Brazil vs. Spain 2013: Breaking Down Why La Roja Will Win Final

Timothy Rapp@@TRappaRTFeatured ColumnistJune 30, 2013

RIO DE JANEIRO, BRAZIL - JUNE 29:  Iker Casillas of Spain in action during a training session, ahead of their FIFA Confederations Cup Brazil 2013 Final match against Brazil, at the Maracana Stadium on June 29, 2013 in Rio de Janeiro, Brazil.  (Photo by Scott Heavey/Getty Images)
Scott Heavey/Getty Images

It's no secret that there wasn't a more compelling potential matchup for the Confederations Cup final than Brazil taking on Spain. What isn't being mentioned quite as often, however, is that Brazil probably isn't constructed to beat a team like La Roja. 

While there isn't exactly a formula for beating Spain (since nobody seems to be able to pull off the feat), there are a few ways you can at least give yourself a chance to earn the upset.
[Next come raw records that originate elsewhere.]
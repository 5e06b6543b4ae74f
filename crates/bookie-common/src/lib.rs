//! Bookie Common - Shared types and utilities
//!
//! This crate provides the error taxonomy, configuration and core types
//! used across the bookie crates.

pub mod config;
pub mod digest;
pub mod error;
pub mod types;

pub use config::ServerConfig;
pub use digest::DigestType;
pub use error::{Error, Result};
pub use types::*;
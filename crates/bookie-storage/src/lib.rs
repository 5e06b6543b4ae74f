//! Bookie Storage - ledger storage engine
//!
//! This crate provides:
//! - Entry framing and auth codes
//! - Directory layout checks and formatting
//! - Disk usage admission control
//! - Write-ahead journal and entry logs
//! - The ledger storage engine with ordered per-ledger execution

pub mod admission;
pub mod dirs;
pub mod engine;
pub mod entry;
pub mod entry_log;
pub mod executor;
pub mod journal;
pub mod ledger;
pub mod stats;

pub use admission::{AdmissionController, DiskMonitor, DiskUsageSampler, StatvfsSampler, validate_thresholds};
pub use dirs::{ConfirmationSource, LineConfirmation, check_structure, current_directories, format};
pub use engine::{LedgerStorage, ReadOutcome, WriteOutcome};
pub use entry::Entry;
pub use ledger::EntriesOfLedger;
pub use stats::StorageStats;
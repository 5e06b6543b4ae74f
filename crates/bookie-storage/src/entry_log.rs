//! Entry logs
//!
//! Each ledger directory holds one append-only entry log. Entries from all
//! ledgers are interleaved; the ledger index records where each one landed.
//! The log is rebuilt from the journal on every mount, so it is truncated
//! when opened.

use bookie_common::Result;
use bytes::Bytes;
use parking_lot::Mutex;
use std::fs::{File, OpenOptions};
use std::os::unix::fs::FileExt;
use std::path::{Path, PathBuf};
use tracing::debug;

/// Entry log file name inside a ledger `current/` directory
pub const ENTRY_LOG_FILENAME: &str = "entries.log";

/// Where an entry's bytes live
#[derive(Clone, Copy, Debug, PartialEq, Eq)]
pub struct EntryLocation {
    /// Index of the entry log (one per ledger directory)
    pub log: usize,
    pub offset: u64,
    pub len: u32,
}

/// Append-only file of raw entries
pub struct EntryLog {
    dir: PathBuf,
    file: File,
    /// Next write offset; the lock serializes appends
    end: Mutex<u64>,
}

impl EntryLog {
    /// Create (or truncate) the entry log in `dir`
    pub fn create(dir: &Path) -> Result<Self> {
        let path = dir.join(ENTRY_LOG_FILENAME);
        let file = OpenOptions::new()
            .read(true)
            .write(true)
            .create(true)
            .truncate(true)
            .open(&path)?;
        debug!("Opened entry log {:?}", path);

        Ok(Self {
            dir: dir.to_path_buf(),
            file,
            end: Mutex::new(0),
        })
    }

    /// Directory this log lives in
    #[must_use]
    pub fn dir(&self) -> &Path {
        &self.dir
    }

    /// Append `data`, returning its offset
    pub fn append(&self, data: &[u8]) -> Result<u64> {
        let mut end = self.end.lock();
        let offset = *end;
        self.file.write_all_at(data, offset)?;
        *end = offset + data.len() as u64;
        Ok(offset)
    }

    /// Read `len` bytes at `offset`
    pub fn read(&self, offset: u64, len: u32) -> Result<Bytes> {
        let mut buf = vec![0u8; len as usize];
        self.file.read_exact_at(&mut buf, offset)?;
        Ok(Bytes::from(buf))
    }

    pub fn sync(&self) -> Result<()> {
        self.file.sync_data()?;
        Ok(())
    }

    /// Bytes written so far
    #[must_use]
    pub fn size(&self) -> u64 {
        *self.end.lock()
    }
}
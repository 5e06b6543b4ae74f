//! Entry authentication codes
//!
//! Every entry carries a trailing auth code computed over its header and
//! payload. The length of that code depends on the configured digest type.

use hmac::{Hmac, Mac};
use serde::{Deserialize, Serialize};
use sha2::Sha256;

type HmacSha256 = Hmac<Sha256>;

/// Digest algorithm used to build entry auth codes
#[derive(Clone, Copy, Debug, Default, PartialEq, Eq, Serialize, Deserialize)]
#[serde(rename_all = "snake_case")]
pub enum DigestType {
    /// No auth code
    Dummy,
    /// CRC32C (4 bytes)
    #[default]
    Crc32c,
    /// xxHash64 (8 bytes)
    Xxh64,
    /// HMAC-SHA256 keyed by the ledger master key (32 bytes)
    HmacSha256,
}

impl DigestType {
    /// Length in bytes of the auth code this digest produces
    #[must_use]
    pub const fn code_len(self) -> usize {
        match self {
            Self::Dummy => 0,
            Self::Crc32c => 4,
            Self::Xxh64 => 8,
            Self::HmacSha256 => 32,
        }
    }

    /// Compute the auth code over `data`
    #[must_use]
    pub fn compute(self, master_key: &[u8], data: &[u8]) -> Vec<u8> {
        match self {
            Self::Dummy => Vec::new(),
            Self::Crc32c => crc32c::crc32c(data).to_be_bytes().to_vec(),
            Self::Xxh64 => xxhash_rust::xxh64::xxh64(data, 0).to_be_bytes().to_vec(),
            Self::HmacSha256 => {
                // HMAC accepts keys of any length
                let mut mac = HmacSha256::new_from_slice(master_key)
                    .unwrap_or_else(|_| unreachable!("hmac takes keys of any size"));
                mac.update(data);
                mac.finalize().into_bytes().to_vec()
            }
        }
    }

    /// Verify `code` against `data`
    #[must_use]
    pub fn verify(self, master_key: &[u8], data: &[u8], code: &[u8]) -> bool {
        match self {
            Self::HmacSha256 => {
                let Ok(mut mac) = HmacSha256::new_from_slice(master_key) else {
                    return false;
                };
                mac.update(data);
                mac.verify_slice(code).is_ok()
            }
            _ => self.compute(master_key, data) == code,
        }
    }
}

#[cfg(test)]
mod tests {
    use super::*;

    #[test]
    fn test_code_lengths() {
        for digest in [
            DigestType::Dummy,
            DigestType::Crc32c,
            DigestType::Xxh64,
            DigestType::HmacSha256,
        ] {
            assert_eq!(digest.compute(b"key", b"payload").len(), digest.code_len());
        }
    }

    #[test]
    fn test_verify_detects_tampering() {
        let code = DigestType::Crc32c.compute(b"", b"hello");
        assert!(DigestType::Crc32c.verify(b"", b"hello", &code));
        assert!(!DigestType::Crc32c.verify(b"", b"hellp", &code));
    }

    #[test]
    fn test_hmac_depends_on_key() {
        let code = DigestType::HmacSha256.compute(b"alpha", b"data");
        assert!(DigestType::HmacSha256.verify(b"alpha", b"data", &code));
        assert!(!DigestType::HmacSha256.verify(b"beta", b"data", &code));
    }
}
Park the bus and keep things close. Beat them consistently in the air. Take advantage of a good but not great back line, namely on the counter-attack. Continuously press them high up the pitch and keep them pinned in their own defensive third, preventing them from dictating the rhythm of the game. Dominate them physically, since you can't dominate them technically.

The question remains if Brazil is capable of doing any of those things. 

It's hard to imagine Brazil parking the bus and simply conceding possession. I think the mere suggestion of that strategy would offend many Brazilians. Rather, you can expect the team to press further up the pitch and try to win the ball back. 

It's a dangerous strategy in two respects: for one, if Spain beats the pressure they'll find plenty of space to exploit, and the Spanish attackers in space are incredibly potent.

But the other danger is simply one of fitness. At some point, constantly chasing the ball and playing pressure high up the pitch wears a team down. It takes a very focused mind and sharp reflexes to match wits with Spain—the more worn down a team gets over the course of 90 minutes, the more likely Spain is to find a crease and just as quickly find the back of the net.

I don't doubt that Brazil can score on Spain. They are dangerous enough on the counter-attack to beat Spain in that regard, and have enough individual brilliance in players like Neymar to create a moment of magic. 

What I do doubt, however, is whether Brazil can keep Spain from scoring several times. Italy knew they would have to chase the ball but would also have to concede possession and keep 10 players behind the ball for much of the game. That strategy worked enough to force penalty kicks. 

But Brazil are naturally aggressive, and I fear it will lead them to create pockets of space for Spain to run into, putting a lot of pressure on the Brazilian back four. Plus, Dani Alves and Marcelo love to play far up the pitch, meaning it could be Spain who is the more dangerous side on the counter-attack in this contest. 

Brazil isn't physically superior enough when compared to Spain to out-hustle and outmuscle them. They are a skilled team at maintaining possession themselves, but Spain is world-class at quickly winning the ball back and Brazil generally goes into attack mode when they win the ball. 

There is a reason teams play defensively against Spain—quite simply, they are so technically skilled you don't want to contest an open, free-flowing game against them, the sort of contest Brazil relishes in playing. 

In other words, I see Brazil's footballing personality playing right into the technical hands of Spain. It will be fun, but La Roja will win this contest, 2-1.